I grew up in a hunting household.   My dad made an annual pheasant pilgrimage to Kansas.  He also spent time stalking javelina and deer in Arizona, but he was always a rifle hunter.

The only kind of bows and arrows my brother and I encountered involved colorful plastic ones  we found at dime stores.  Remember those. The shafts had round rubber stoppers that would stick to targets for days if you spit on them before you shot them.

Once I married, I discovered a hunting world that did not involve rifles, shotguns, cartridges, shells, or any kind of powder.  This universe included expensive compound bows, missiles with razor-sharp blades, skunk scent, deer scent, camouflage, unscented soap, and intricate devices to help archers sight game.

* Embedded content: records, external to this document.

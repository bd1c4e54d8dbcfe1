//! Query and request command implementations.
//!
//! Compile the active filter selections and build the list request for the
//! archived view.

use memos_view::ArchivedView;

use super::config::Config;
use super::input::collect_filters;
use super::{CommandContext, CommandError, Result};
use crate::cli::{DirectionArgs, FilterArgs};
use crate::output::{format_request_json, format_request_table};

/// Options for the request command.
#[derive(Debug)]
pub struct RequestOptions<'a> {
    pub filters: &'a FilterArgs,
    pub direction: &'a DirectionArgs,
    /// Owner from the command line or environment.
    pub owner: Option<&'a str>,
}

/// Executes the query command.
pub fn execute_query(ctx: &CommandContext, filters: &FilterArgs) -> Result<()> {
    let set = collect_filters(filters)?;
    let query = set.query();

    if ctx.json_output {
        let output = serde_json::json!({
            "filter": query,
            "criteria": set,
        });
        println!("{}", serde_json::to_string_pretty(&output)?);
    } else if !ctx.quiet {
        println!("{query}");
    }

    Ok(())
}

/// Resolves the owner: flag or environment first, then config.
fn resolve_owner(flag: Option<&str>, config: &Config) -> Result<String> {
    flag.map(str::to_string)
        .or_else(|| config.owner.clone())
        .filter(|owner| !owner.trim().is_empty())
        .ok_or_else(|| {
            CommandError::Config(
                "No owner set. Pass --owner or run 'memos-archived config set owner users/<id>'"
                    .to_string(),
            )
        })
}

/// Executes the request command.
///
/// # Errors
///
/// Returns a configuration error if no owner is available.
pub fn execute_request(ctx: &CommandContext, config: &Config, opts: &RequestOptions) -> Result<()> {
    let owner = resolve_owner(opts.owner, config)?;
    let set = collect_filters(opts.filters)?;
    let view = ArchivedView::new(owner, config.direction(opts.direction.ascending()));
    let request = view.request(set.as_slice());

    if ctx.verbose {
        eprintln!("Building archived list request for {}", request.owner);
    }

    if ctx.json_output {
        println!("{}", format_request_json(&request)?);
    } else if !ctx.quiet {
        print!("{}", format_request_table(&request, ctx.use_colors));
    }

    Ok(())
}

#[cfg(test)]
mod tests {
    use super::*;

    #[test]
    fn test_resolve_owner_prefers_flag() {
        let config = Config {
            owner: Some("users/config".to_string()),
            ..Config::default()
        };
        assert_eq!(resolve_owner(Some("users/flag"), &config).unwrap(), "users/flag");
        assert_eq!(resolve_owner(None, &config).unwrap(), "users/config");
    }

    #[test]
    fn test_resolve_owner_missing() {
        let config = Config::default();
        assert!(matches!(
            resolve_owner(None, &config),
            Err(CommandError::Config(_))
        ));
        assert!(resolve_owner(Some(""), &config).is_err());
    }
}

Items bow hunters require is longer than a six-year-old’s Christmas list and  more fascinating to read.

Like most most of our newly-wed friends, we didn’t own much--or so I thought.  I hadn’t seen my new husband’s hunting supplies.  It didn’t take long to realize he needed the entire spare bedroom in our cozy little house (read--microscopic) for his hunting “stuff.”  And the whole back porch.  And the shed out back.  Bow hunters have a lot of “necessities.”

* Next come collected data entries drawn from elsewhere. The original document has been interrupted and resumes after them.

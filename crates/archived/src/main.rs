use std::process::ExitCode;

use clap::Parser;
use tracing_subscriber::prelude::*;
use tracing_subscriber::EnvFilter;

mod cli;
mod commands;
mod output;

use cli::{Cli, Commands, ConfigCommands};
use commands::config::{load_config, Config, ConfigSetOptions};
use commands::list::ListOptions;
use commands::query::RequestOptions;
use commands::{CommandContext, CommandError};

fn main() -> ExitCode {
    let cli = Cli::parse();
    init_logging(&cli);

    match run(&cli) {
        Ok(()) => ExitCode::SUCCESS,
        Err(e) => {
            if cli.json {
                let error_json = serde_json::json!({
                    "error": {
                        "code": error_code(&e),
                        "message": e.to_string(),
                    }
                });
                eprintln!("{error_json:#}");
            } else {
                eprintln!("Error: {e}");
            }
            error_exit_code(&e)
        }
    }
}

/// Installs the stderr log subscriber. `RUST_LOG` overrides the flag-derived level.
fn init_logging(cli: &Cli) {
    let default_directive = if cli.verbose {
        "memos_view=debug,memos_archived=debug,warn"
    } else if cli.quiet {
        "error"
    } else {
        "warn"
    };
    let env_filter =
        EnvFilter::try_from_default_env().unwrap_or_else(|_| EnvFilter::new(default_directive));

    tracing_subscriber::registry()
        .with(
            tracing_subscriber::fmt::layer()
                .with_writer(std::io::stderr)
                .with_ansi(!cli.no_color),
        )
        .with(env_filter)
        .init();
}

fn run(cli: &Cli) -> commands::Result<()> {
    // config and completions still run when the config file is unreadable
    let config = match &cli.command {
        Commands::Config { .. } | Commands::Completions { .. } => {
            load_config().unwrap_or_else(|e| {
                tracing::warn!(error = %e, "ignoring unreadable config file");
                Config::default()
            })
        }
        _ => load_config()?,
    };
    let ctx = CommandContext::from_cli(cli, &config);

    match &cli.command {
        Commands::Query { filters } => commands::query::execute_query(&ctx, filters),
        Commands::Request {
            filters,
            direction,
            owner,
        } => {
            let opts = RequestOptions {
                filters,
                direction,
                owner: owner.as_deref(),
            };
            commands::query::execute_request(&ctx, &config, &opts)
        }
        Commands::List {
            page,
            direction,
            strict,
            limit,
        } => {
            let opts = ListOptions {
                page: page.clone(),
                direction: direction.clone(),
                strict: *strict,
                limit: *limit,
            };
            commands::list::execute(&ctx, &config, &opts)
        }
        Commands::Config { command } => match command {
            Some(ConfigCommands::Show) | None => commands::config::execute_show(&ctx, &config),
            Some(ConfigCommands::Set { key, value }) => {
                let opts = ConfigSetOptions {
                    key: key.clone(),
                    value: value.clone(),
                };
                commands::config::execute_set(&ctx, config, &opts)
            }
            Some(ConfigCommands::Path) => commands::config::execute_path(&ctx),
        },
        Commands::Completions { shell } => Ok(commands::completions::execute(shell)?),
    }
}

/// Returns the error code string for JSON output.
fn error_code(e: &CommandError) -> &'static str {
    match e {
        CommandError::View(_) => "VIEW_ERROR",
        CommandError::Config(_) => "CONFIG_ERROR",
        CommandError::Input(_) => "INPUT_ERROR",
        CommandError::Io(_) => "IO_ERROR",
        CommandError::Json(_) => "JSON_ERROR",
    }
}

/// Returns the exit code for an error.
fn error_exit_code(e: &CommandError) -> ExitCode {
    match e {
        CommandError::View(_) => ExitCode::from(1),
        CommandError::Input(_) => ExitCode::from(1),
        CommandError::Json(_) => ExitCode::from(1),
        CommandError::Io(_) => ExitCode::from(3),
        CommandError::Config(_) => ExitCode::from(5),
    }
}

Over time, I became familiar with bow-hunter jargon, but something I never understood is why anyone would be so picky about the laundry and bath soap he used when he was going to sprinkle skunk scent on himself anyway.  In short time, I learned to check pockets before I washed clothes.  It took one teensy trickle from a little squirt bottle of stinky solution before I knew I didn’t want that leaking anywhere ever again.

Thankfully, my hunter has sworn off skunk scent.   It was hard to greet him enthusiastically when he returned from his deer stand.  However, he still has the oddest items lying about his “spare rooms.”  I’ll find a pair of antlers joined by a leather thong.  These rattle in deer during the rut.  In addition, he has a strange item attached to his bowstring that looks like a mutant spider.  It’s supposed to quiet the twang when he shoots. 

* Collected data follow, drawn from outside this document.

//! Parsing of serialized display timestamps.

use chrono::{DateTime, NaiveDate, NaiveDateTime, Utc};

/// Formats accepted for timestamps that carry no offset.
const NAIVE_FORMATS: &[&str] = &["%Y-%m-%dT%H:%M:%S%.f", "%Y-%m-%d %H:%M:%S%.f"];

/// Parses a serialized display time.
///
/// Accepts RFC 3339 with any offset, naive date-times (`T` or space
/// separated, optional fraction) and bare `YYYY-MM-DD` dates. Naive values
/// are read as UTC. Returns `None` for anything else.
///
/// # Example
///
/// ```
/// use memos_view::parse_display_time;
///
/// let a = parse_display_time("2024-03-01T10:00:00+02:00").unwrap();
/// let b = parse_display_time("2024-03-01 08:00:00").unwrap();
/// assert_eq!(a, b);
/// assert!(parse_display_time("not a date").is_none());
/// ```
pub fn parse_display_time(value: &str) -> Option<DateTime<Utc>> {
    let value = value.trim();
    if value.is_empty() {
        return None;
    }

    if let Ok(dt) = DateTime::parse_from_rfc3339(value) {
        return Some(dt.with_timezone(&Utc));
    }

    for format in NAIVE_FORMATS {
        if let Ok(naive) = NaiveDateTime::parse_from_str(value, format) {
            return Some(naive.and_utc());
        }
    }

    NaiveDate::parse_from_str(value, "%Y-%m-%d")
        .ok()
        .and_then(|date| date.and_hms_opt(0, 0, 0))
        .map(|naive| naive.and_utc())
}

/// Parses a display time into whole epoch seconds, the unit used for ordering.
pub fn display_epoch_seconds(value: &str) -> Option<i64> {
    parse_display_time(value).map(|dt| dt.timestamp())
}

When we moved to the country, he spread his supplies into the countryside. Last spring he began building the mother of all targets.  Not only does he mow our yard.  Now he clears a path to the target so there is no interference with his sighting process. He can shoot from the ground, or he can climb into his strategically placed tree stand (read attached to a utility pole) to aim from heights.

In the beginning, I thought he went to a lot of work for a chance to shoot a big deer. Over decades, I learned he sees, hears, knows more about deer behavior than anyone else I know.

Many seasons, he doesn’t harvest meat for our freezer, but he comes home with the best stories. He once watched two bucks battle until their antlers locked, and one flipped the other over its back Ninja fashion.  As he reported this adventure, I envisioned Outdoor Life buying his film of this event. Naturally, his camera was safe in the pickup cab.  He has skunk and coyote as well as deer epics from his tree-top vantage.

The reasons for his hunt involve more than bringing game home.  For hunters like him, time in the woods, observing animals in their habitat is the best part of the hunt.

Although I rifle hunt, I take advantage of his experience and park under his perch waiting for my deer.  Does this mean I do a lot of sitting and shivering? Yep. Do I gain insight into why he loves to climb into his tree stand in the dark frozen hours of morning?  Do I understand why he never complains about not bringing home a deer? You bet.